Rezension
65daysofstatic
No Man's Sky Soundtrack
Highlights: End Of The World Sun // Asimov // Borealis/Contrastellar
Genre: Post-Rock // Ambient
Sounds Like: Explosions In The Sky // God Is An Astronaut
VÖ: 05.08.2016
Wie mächtig ist die künstliche Intelligenz mittlerweile geworden? Steuern wir auf eine Welt der totalen Überwachung zu oder liegen in den Algorithmen die Lösungen zu den dringenden Problemen unserer Zeit? Fakt ist, dass Computer bereits Vieles können und mit dem entsprechenden Code bis zu einem gewissen Grad autonom agieren und zum Beispiel eigenständig virtuelle Welten kreieren. Was bei Star Trek mit dem Holo-Deck noch eine kühne Vision war, ist in Zeiten von Google Glasses und Augmented Reality nur noch einen Schritt vom Massenmarkt entfernt. Das Videospiel „No Man's Sky“ ist so etwas wie ein Zwischenschritt: Hier generiert der Code ganze Galaxien, die sich in Stunden und Aberstunden entdecken lassen. So werden Couch Potatoes zu Weltraum-Pionieren.

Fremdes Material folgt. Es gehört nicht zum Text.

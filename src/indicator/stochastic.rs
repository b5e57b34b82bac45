use error_stack::{Report, bail};

use crate::error::AnalysisError;
use crate::indicator::ma::Sma;
use crate::indicator::{Indicator, insufficient};
use crate::model::PriceBar;

/// %K and %D lines, each aligned with the input bars.
#[derive(Debug, Clone, PartialEq)]
pub struct StochasticLines {
    pub k: Vec<Option<f64>>,
    pub d: Vec<Option<f64>>,
}

/// Slow stochastic oscillator: `%K = SMA(%K_raw, smoothing)` and
/// `%D = SMA(%K, smoothing)`.
pub struct Stochastic {
    lookback: usize,
    smoothing: usize,
}

impl Stochastic {
    pub fn new(lookback: usize, smoothing: usize) -> Result<Self, Report<AnalysisError>> {
        if lookback == 0 || smoothing == 0 {
            bail!(AnalysisError::InvalidParameter {
                name: "stochastic lookback and smoothing must be > 0".into(),
            });
        }
        Ok(Self {
            lookback,
            smoothing,
        })
    }

    /// Unsmoothed %K. Undefined before the lookback fills and wherever the
    /// window has zero width (highest high equals lowest low).
    fn raw_k(&self, bars: &[PriceBar]) -> Vec<Option<f64>> {
        let mut raw = vec![None; bars.len()];
        for (index, window) in bars.windows(self.lookback).enumerate() {
            let highest = window.iter().map(|b| b.high).fold(f64::MIN, f64::max);
            let lowest = window.iter().map(|b| b.low).fold(f64::MAX, f64::min);
            let range = highest - lowest;
            if range > 0.0 {
                let close = window[window.len() - 1].close;
                raw[index + self.lookback - 1] = Some(100.0 * (close - lowest) / range);
            }
        }
        raw
    }

    pub fn calculate_lines(
        &self,
        bars: &[PriceBar],
    ) -> Result<StochasticLines, Report<AnalysisError>> {
        if bars.len() < self.required_bars() {
            return Err(insufficient(self.name(), self.required_bars(), bars.len()));
        }
        let smoother = Sma::new(self.smoothing)?;
        let k = smoother.calculate_optional(&self.raw_k(bars));
        let d = smoother.calculate_optional(&k);
        Ok(StochasticLines { k, d })
    }
}

impl Indicator for Stochastic {
    fn name(&self) -> &str {
        "stochastic"
    }

    fn required_bars(&self) -> usize {
        self.lookback + 2 * self.smoothing - 2
    }

    /// Returns %K values only.
    fn calculate(&self, bars: &[PriceBar]) -> Result<Vec<Option<f64>>, Report<AnalysisError>> {
        Ok(self.calculate_lines(bars)?.k)
    }
}
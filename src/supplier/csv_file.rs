use std::path::PathBuf;

use chrono::{DateTime, NaiveDate, NaiveDateTime, Utc};
use csv::{ReaderBuilder, StringRecord};
use error_stack::{Report, ResultExt, bail};
use futures::future::BoxFuture;
use tracing::info;

use crate::error::SupplierError;
use crate::model::{ColumnLabel, Profile, RawRow, RawTable};
use crate::supplier::{HistoryQuery, PriceSupplier};

const SUPPLIER: &str = "csv";

/// Reads a price history exported by yfinance (`DataFrame.to_csv`).
///
/// Both header layouts are understood: a single `Date,Open,High,...` row, and
/// the three-row layout (`Price,...` / `Ticker,...` / `Date,,,...`) written
/// for two-level columns.
///
/// A multi-level file may hold several tickers; each query reads only the
/// columns of its own ticker. A single-header file names no ticker, so it can
/// serve one requested ticker only.
pub struct CsvSupplier {
    path: PathBuf,
    /// Number of tickers this supplier will be queried for.
    requested: usize,
}

impl CsvSupplier {
    pub fn new(path: impl Into<PathBuf>, requested: usize) -> Self {
        Self {
            path: path.into(),
            requested,
        }
    }
}

impl PriceSupplier for CsvSupplier {
    fn name(&self) -> &str {
        SUPPLIER
    }

    fn fetch_history(
        &self,
        query: &HistoryQuery,
    ) -> BoxFuture<'_, Result<RawTable, Report<SupplierError>>> {
        let query = query.clone();
        Box::pin(async move {
            let content = tokio::fs::read_to_string(&self.path)
                .await
                .change_context(SupplierError::ReadFile)
                .attach_with(|| format!("path: {}", self.path.display()))?;

            let table = parse_table(&content, &query, self.requested)
                .attach_with(|| format!("path: {}", self.path.display()))?;

            info!(
                ticker = %query.ticker,
                path = %self.path.display(),
                rows = table.rows.len(),
                "csv history load complete"
            );
            Ok(table)
        })
    }

    fn fetch_profile(&self, _ticker: &str) -> BoxFuture<'_, Result<Profile, Report<SupplierError>>> {
        Box::pin(async { Ok(Profile::default()) })
    }
}

fn parse_failure(detail: String) -> Report<SupplierError> {
    Report::new(SupplierError::ResponseParse {
        supplier: SUPPLIER.into(),
    })
    .attach(detail)
}

/// Accepts `2024-01-02`, `2024-01-02 09:30:00`, `2024-01-02 09:30:00-05:00`
/// and RFC 3339.
fn parse_timestamp(s: &str) -> Option<DateTime<Utc>> {
    let s = s.trim();
    if let Ok(date) = NaiveDate::parse_from_str(s, "%Y-%m-%d") {
        return date.and_hms_opt(0, 0, 0).map(|dt| dt.and_utc());
    }
    if let Ok(dt) = DateTime::parse_from_str(s, "%Y-%m-%d %H:%M:%S%:z") {
        return Some(dt.with_timezone(&Utc));
    }
    if let Ok(dt) = DateTime::parse_from_rfc3339(s) {
        return Some(dt.with_timezone(&Utc));
    }
    NaiveDateTime::parse_from_str(s, "%Y-%m-%d %H:%M:%S")
        .ok()
        .map(|dt| dt.and_utc())
}

fn parse_value(cell: &str) -> Result<Option<f64>, Report<SupplierError>> {
    let cell = cell.trim();
    if cell.is_empty() || cell.eq_ignore_ascii_case("nan") {
        return Ok(None);
    }
    cell.parse::<f64>()
        .map(Some)
        .change_context(SupplierError::ResponseParse {
            supplier: SUPPLIER.into(),
        })
        .attach_with(|| format!("cell: {cell:?}"))
}

fn is_blank_after_first(record: &StringRecord) -> bool {
    record.iter().skip(1).all(|c| c.trim().is_empty())
}

fn parse_table(
    content: &str,
    query: &HistoryQuery,
    requested: usize,
) -> Result<RawTable, Report<SupplierError>> {
    let mut reader = ReaderBuilder::new()
        .has_headers(false)
        .flexible(true)
        .from_reader(content.as_bytes());

    let mut records = reader.records();
    let header = match records.next() {
        Some(record) => record.change_context(SupplierError::ReadFile)?,
        None => bail!(SupplierError::NoData {
            supplier: SUPPLIER.into(),
            ticker: query.ticker.clone(),
        }),
    };

    let mut pending: Option<StringRecord> = None;
    let mut tickers: Option<StringRecord> = None;

    if let Some(second) = records.next() {
        let second = second.change_context(SupplierError::ReadFile)?;
        if second.get(0).is_some_and(|c| c.trim() == "Ticker") {
            tickers = Some(second);
        } else {
            pending = Some(second);
        }
    }

    if tickers.is_none() && requested > 1 {
        bail!(SupplierError::AmbiguousFile {
            ticker: query.ticker.clone(),
        });
    }

    let all_labels: Vec<(usize, ColumnLabel)> = header
        .iter()
        .enumerate()
        .skip(1)
        .map(|(i, field)| {
            let ticker = tickers
                .as_ref()
                .and_then(|t| t.get(i))
                .map(str::trim)
                .filter(|t| !t.is_empty());
            let label = match ticker {
                Some(ticker) => ColumnLabel::Compound {
                    field: field.trim().to_string(),
                    ticker: ticker.to_string(),
                },
                None => ColumnLabel::Single(field.trim().to_string()),
            };
            (i, label)
        })
        .collect();

    // Compound columns of other tickers are skipped; unlabelled ones are shared.
    let (columns, labels): (Vec<usize>, Vec<ColumnLabel>) = all_labels
        .into_iter()
        .filter(|(_, label)| match label {
            ColumnLabel::Compound { ticker, .. } => ticker.eq_ignore_ascii_case(&query.ticker),
            ColumnLabel::Single(_) => true,
        })
        .unzip();

    if tickers.is_some() && !labels.iter().any(|l| matches!(l, ColumnLabel::Compound { .. })) {
        bail!(SupplierError::NoData {
            supplier: SUPPLIER.into(),
            ticker: query.ticker.clone(),
        });
    }

    let mut rows = Vec::new();
    for (line, record) in pending.into_iter().map(Ok).chain(records).enumerate() {
        let record = record.change_context(SupplierError::ReadFile)?;
        let first = record.get(0).unwrap_or_default();

        // The `Date,,,` spacer row of the two-level layout
        if tickers.is_some() && line == 0 && is_blank_after_first(&record) {
            continue;
        }
        if first.trim().is_empty() && is_blank_after_first(&record) {
            continue;
        }

        let timestamp = parse_timestamp(first)
            .ok_or_else(|| parse_failure(format!("bad timestamp {first:?}")))?;
        let date = timestamp.date_naive();
        if query.start.is_some_and(|start| date < start) || query.end.is_some_and(|end| date >= end) {
            continue;
        }

        let mut values = Vec::with_capacity(columns.len());
        for &index in &columns {
            values.push(parse_value(record.get(index).unwrap_or_default())?);
        }
        rows.push(RawRow { timestamp, values });
    }

    if rows.is_empty() {
        bail!(SupplierError::NoData {
            supplier: SUPPLIER.into(),
            ticker: query.ticker.clone(),
        });
    }

    Ok(RawTable {
        ticker: query.ticker.clone(),
        labels,
        rows,
    })
}
use std::collections::HashSet;
use std::path::Path;

use chrono::NaiveDate;
use error_stack::{Report, ResultExt};
use serde::Deserialize;

use crate::engine::IndicatorConfig;
use crate::error::ConfigError;
use crate::model::Interval;
use crate::pipeline::AnalysisConfig;
use crate::scoring::{ScoringConfig, TrendBasis};

fn default_log_level() -> String {
    "info".into()
}

fn default_log_format() -> String {
    "text".into()
}

fn default_requests_per_second() -> u32 {
    2
}

fn default_interval() -> String {
    "1d".into()
}

fn default_min_rows() -> usize {
    10
}

fn default_true() -> bool {
    true
}

#[derive(Debug, Default, Deserialize)]
pub struct AppConfig {
    #[serde(default)]
    pub general: GeneralConfig,
    #[serde(default)]
    pub query: QueryConfig,
    #[serde(default)]
    pub indicators: IndicatorConfig,
    #[serde(default)]
    pub scoring: ScoringConfig,
}

#[derive(Debug, Deserialize)]
pub struct GeneralConfig {
    #[serde(default = "default_log_level")]
    pub log_level: String,
    /// Accepted values: `"text"` | `"json"`
    #[serde(default = "default_log_format")]
    pub log_format: String,
    /// Upper bound on market data requests per second, shared by all tickers.
    #[serde(default = "default_requests_per_second")]
    pub requests_per_second: u32,
    /// Emit indicator rows that precede the warm-up of every indicator.
    #[serde(default = "default_true")]
    pub keep_warmup_rows: bool,
}

impl Default for GeneralConfig {
    fn default() -> Self {
        Self {
            log_level: default_log_level(),
            log_format: default_log_format(),
            requests_per_second: default_requests_per_second(),
            keep_warmup_rows: true,
        }
    }
}

#[derive(Debug, Deserialize)]
pub struct QueryConfig {
    #[serde(default)]
    pub tickers: Vec<String>,
    /// Inclusive, `"YYYY-MM-DD"`.
    pub start: Option<NaiveDate>,
    /// Exclusive, `"YYYY-MM-DD"`.
    pub end: Option<NaiveDate>,
    #[serde(default = "default_interval")]
    pub interval: String,
    #[serde(default = "default_true")]
    pub auto_adjust: bool,
    #[serde(default = "default_min_rows")]
    pub min_rows: usize,
    /// Read prices from this yfinance CSV export instead of the network.
    pub csv: Option<String>,
}

impl Default for QueryConfig {
    fn default() -> Self {
        Self {
            tickers: Vec::new(),
            start: None,
            end: None,
            interval: default_interval(),
            auto_adjust: true,
            min_rows: default_min_rows(),
            csv: None,
        }
    }
}

impl AppConfig {
    pub fn analysis(&self) -> AnalysisConfig {
        AnalysisConfig {
            min_rows: self.query.min_rows,
            keep_warmup_rows: self.general.keep_warmup_rows,
            indicators: self.indicators.clone(),
            scoring: self.scoring.clone(),
        }
    }

    /// Validated interval; falls back to daily only if `validate` was skipped.
    pub fn interval(&self) -> Interval {
        Interval::from_str(&self.query.interval).unwrap_or(Interval::Day1)
    }
}

/// Load and validate an `AppConfig` from a TOML file at `path`.
pub fn load(path: &Path) -> Result<AppConfig, Report<ConfigError>> {
    let content = std::fs::read_to_string(path)
        .change_context(ConfigError::ReadFile)
        .attach_with(|| format!("path: {}", path.display()))?;

    let config: AppConfig = toml::from_str(&content).change_context(ConfigError::Parse {
        reason: "invalid TOML syntax or schema mismatch".into(),
    })?;

    validate(&config)?;

    Ok(config)
}

fn invalid(field: String) -> Report<ConfigError> {
    Report::new(ConfigError::Validation { field })
}

pub fn validate(config: &AppConfig) -> Result<(), Report<ConfigError>> {
    validate_general(config)?;
    validate_query(config)?;
    validate_indicator_windows(&config.indicators)?;
    validate_rule_references(config)?;
    validate_thresholds(&config.scoring)?;
    validate_labels(&config.scoring)?;
    Ok(())
}

fn validate_general(config: &AppConfig) -> Result<(), Report<ConfigError>> {
    if !["text", "json"].contains(&config.general.log_format.as_str()) {
        return Err(invalid(format!(
            "general.log_format \"{}\" must be \"text\" or \"json\"",
            config.general.log_format
        )));
    }
    if config.general.requests_per_second == 0 {
        return Err(invalid("general.requests_per_second must be > 0".into()));
    }
    Ok(())
}

fn validate_query(config: &AppConfig) -> Result<(), Report<ConfigError>> {
    let query = &config.query;
    if Interval::from_str(&query.interval).is_none() {
        return Err(invalid(format!(
            "query.interval: unknown interval \"{}\"",
            query.interval
        )));
    }
    if let (Some(start), Some(end)) = (query.start, query.end)
        && start >= end
    {
        return Err(invalid(format!(
            "query.start ({start}) must be before query.end ({end})"
        )));
    }
    if query.min_rows == 0 {
        return Err(invalid("query.min_rows must be > 0".into()));
    }
    let mut seen = HashSet::new();
    for ticker in &query.tickers {
        if ticker.trim().is_empty() {
            return Err(invalid("query.tickers: empty ticker".into()));
        }
        if !seen.insert(ticker.to_ascii_uppercase()) {
            return Err(invalid(format!("query.tickers: duplicate ticker \"{ticker}\"")));
        }
    }
    Ok(())
}

fn validate_indicator_windows(indicators: &IndicatorConfig) -> Result<(), Report<ConfigError>> {
    let mut periods: Vec<(&str, usize)> = Vec::new();
    if indicators.sma.enabled {
        periods.extend([("sma.short", indicators.sma.short), ("sma.long", indicators.sma.long)]);
        if indicators.sma.short >= indicators.sma.long {
            return Err(invalid("indicators.sma.short must be < indicators.sma.long".into()));
        }
    }
    if indicators.ema.enabled {
        periods.extend([("ema.short", indicators.ema.short), ("ema.long", indicators.ema.long)]);
        if indicators.ema.short >= indicators.ema.long {
            return Err(invalid("indicators.ema.short must be < indicators.ema.long".into()));
        }
    }
    if indicators.bollinger.enabled {
        periods.push(("bollinger.period", indicators.bollinger.period));
        let std_dev = indicators.bollinger.std_dev;
        if !(std_dev.is_finite() && std_dev > 0.0) {
            return Err(invalid("indicators.bollinger.std_dev must be > 0".into()));
        }
    }
    if indicators.macd.enabled {
        periods.extend([
            ("macd.fast", indicators.macd.fast),
            ("macd.slow", indicators.macd.slow),
            ("macd.signal", indicators.macd.signal),
        ]);
        if indicators.macd.fast >= indicators.macd.slow {
            return Err(invalid("indicators.macd.fast must be < indicators.macd.slow".into()));
        }
    }
    if indicators.stochastic.enabled {
        periods.extend([
            ("stochastic.lookback", indicators.stochastic.lookback),
            ("stochastic.smoothing", indicators.stochastic.smoothing),
        ]);
    }
    if indicators.rsi.enabled {
        periods.push(("rsi.period", indicators.rsi.period));
    }

    match periods.into_iter().find(|(_, period)| *period == 0) {
        Some((name, _)) => Err(invalid(format!("indicators.{name} must be > 0"))),
        None => Ok(()),
    }
}

/// Every enabled scoring rule must read indicators that are computed.
fn validate_rule_references(config: &AppConfig) -> Result<(), Report<ConfigError>> {
    let scoring = &config.scoring;
    let indicators = &config.indicators;

    let mut references: Vec<(&str, bool, &str)> = Vec::new();
    if scoring.trend.enabled {
        match scoring.trend.basis {
            TrendBasis::Ema => references.push(("trend", indicators.ema.enabled, "ema")),
            TrendBasis::Sma => references.push(("trend", indicators.sma.enabled, "sma")),
        }
    }
    if scoring.macd.enabled {
        references.push(("macd", indicators.macd.enabled, "macd"));
    }
    if scoring.stochastic.enabled {
        references.push(("stochastic", indicators.stochastic.enabled, "stochastic"));
    }
    if scoring.rsi.enabled {
        references.push(("rsi", indicators.rsi.enabled, "rsi"));
    }
    if scoring.bollinger.enabled {
        references.push(("bollinger", indicators.bollinger.enabled, "bollinger"));
    }

    match references.into_iter().find(|(_, computed, _)| !computed) {
        Some((rule, _, indicator)) => Err(invalid(format!(
            "scoring.{rule} is enabled but indicators.{indicator} is disabled"
        ))),
        None => Ok(()),
    }
}

fn validate_thresholds(scoring: &ScoringConfig) -> Result<(), Report<ConfigError>> {
    let rsi = &scoring.rsi;
    if rsi.enabled && !(0.0..=100.0).contains(&rsi.oversold) {
        return Err(invalid("scoring.rsi.oversold must be within 0..=100".into()));
    }
    if rsi.enabled && !(0.0..=100.0).contains(&rsi.overbought) {
        return Err(invalid("scoring.rsi.overbought must be within 0..=100".into()));
    }
    if rsi.enabled && rsi.oversold >= rsi.overbought {
        return Err(invalid(
            "scoring.rsi.oversold must be < scoring.rsi.overbought".into(),
        ));
    }

    let fundamentals = &scoring.fundamentals;
    if fundamentals.enabled {
        if fundamentals.cheap_pe >= fundamentals.expensive_pe {
            return Err(invalid(
                "scoring.fundamentals.cheap_pe must be < expensive_pe".into(),
            ));
        }
        if !(fundamentals.near_high_ratio > 0.0 && fundamentals.near_high_ratio <= 1.0) {
            return Err(invalid(
                "scoring.fundamentals.near_high_ratio must be within (0, 1]".into(),
            ));
        }
    }
    Ok(())
}

/// Bands must be ordered by strictly descending `min` and end with a
/// catch-all band that has no `min`.
fn validate_labels(scoring: &ScoringConfig) -> Result<(), Report<ConfigError>> {
    let labels = &scoring.labels;
    let Some((last, bounded)) = labels.split_last() else {
        return Err(invalid("scoring.labels must not be empty".into()));
    };
    if last.min.is_some() {
        return Err(invalid(format!(
            "scoring.labels: last band \"{}\" must omit min",
            last.label
        )));
    }

    let mut previous: Option<i32> = None;
    for band in bounded {
        let Some(min) = band.min else {
            return Err(invalid(format!(
                "scoring.labels: only the last band may omit min (\"{}\")",
                band.label
            )));
        };
        if previous.is_some_and(|p| min >= p) {
            return Err(invalid(format!(
                "scoring.labels: min values must descend (\"{}\")",
                band.label
            )));
        }
        previous = Some(min);
    }
    Ok(())
}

Was die Computer im Jahr 2016 allerdings noch nicht beherrschen: komponieren. Zumindest keine Musik, die über eine langfristige Relevanz verfügt. Deshalb hat auch „No Man's Sky“ einen mehr oder weniger klassischen Soundtrack bekommen. Verantwortlich hierfür zeigen sich 65daysofstatic. Die Briten haben viel Zeit und Energie in die Musik zum Spiel gesteckt, wohlwissend um den Hype, den „No Man's Sky“ auslösen würde. Nach jahrelanger Wartezeit soll die Frage, ob das Resultat tatsächlich spielbar ist und dabei Freude bereitet, von anderen beantwortet werden. An dieser Stelle lautet die Gretchenfrage: Lässt sich das Gefühl von Unendlichkeit überhaupt in die Form starrer Musik gießen?
Die Antwort lautet ja – mit einer Einschränkung: Wenn sie gut gemacht ist. Und das ist sie im Fall von „No Man's Sky“. 65daysofstatic kreuzen ihre Gitarren stärker denn je mit elektronischen Flächen, düsteren Synthesizern und jeder Menge Hall und ziehen dabei alle Register ihres Könnens. Post-Rock-typisch sind die Songstrukturen nirgends vorhersehbar und auch nach vielen Durchläufen lassen sich die einzelnen Momente nie wirklich greifen und zuordnen. Die abstrakten Titel unterstützen dieses Gefühl der Schwerelosigkeit noch. Dass trotzdem der Eindruck entsteht, alles stehe genau am richtigen Fleck, ist die Stärke des Albums – und die Leistung der Band. Natürlich lässt sich darüber streiten, ob 8-Bit-Sounds in „Monolith“ wirklich notwendig sind oder bloß als Verweis auf die eigene Historie dienen. Auf der anderen Seite ist diese Geste vielleicht auch als Reminiszenz an die Videospielgeschichte zu sehen, die sich sehr früh anschickte, das Weltall für sich zu erobern. Piano und chorale Einsprengsel in „Supermoon“ tragen den Soundtrack sogleich in eine etwas andere Richtung und bilden den vielleicht klassischsten Song von 65daysofstatic ab.
Wirklich stark wird es da, wo Lautstärke ins Spiel kommt. Denn dass das Weltall ein per se lautloser Raum ist, braucht die Besitzer guter Kopfhörer ja nicht zu stören. Marschierende Gitarren in „Asimov“, eine dröhnende Orgel in "Escape Velocity"? Yes, please! So schreitet der Soundtrack voran, mal leise, mal laut, mal düster, mal episch. Wie groß dieses Album tatsächlich ist, wird sich vielleicht nie beantworten lassen – wie die Frage nach der Macht der künstlichen Intelligenz.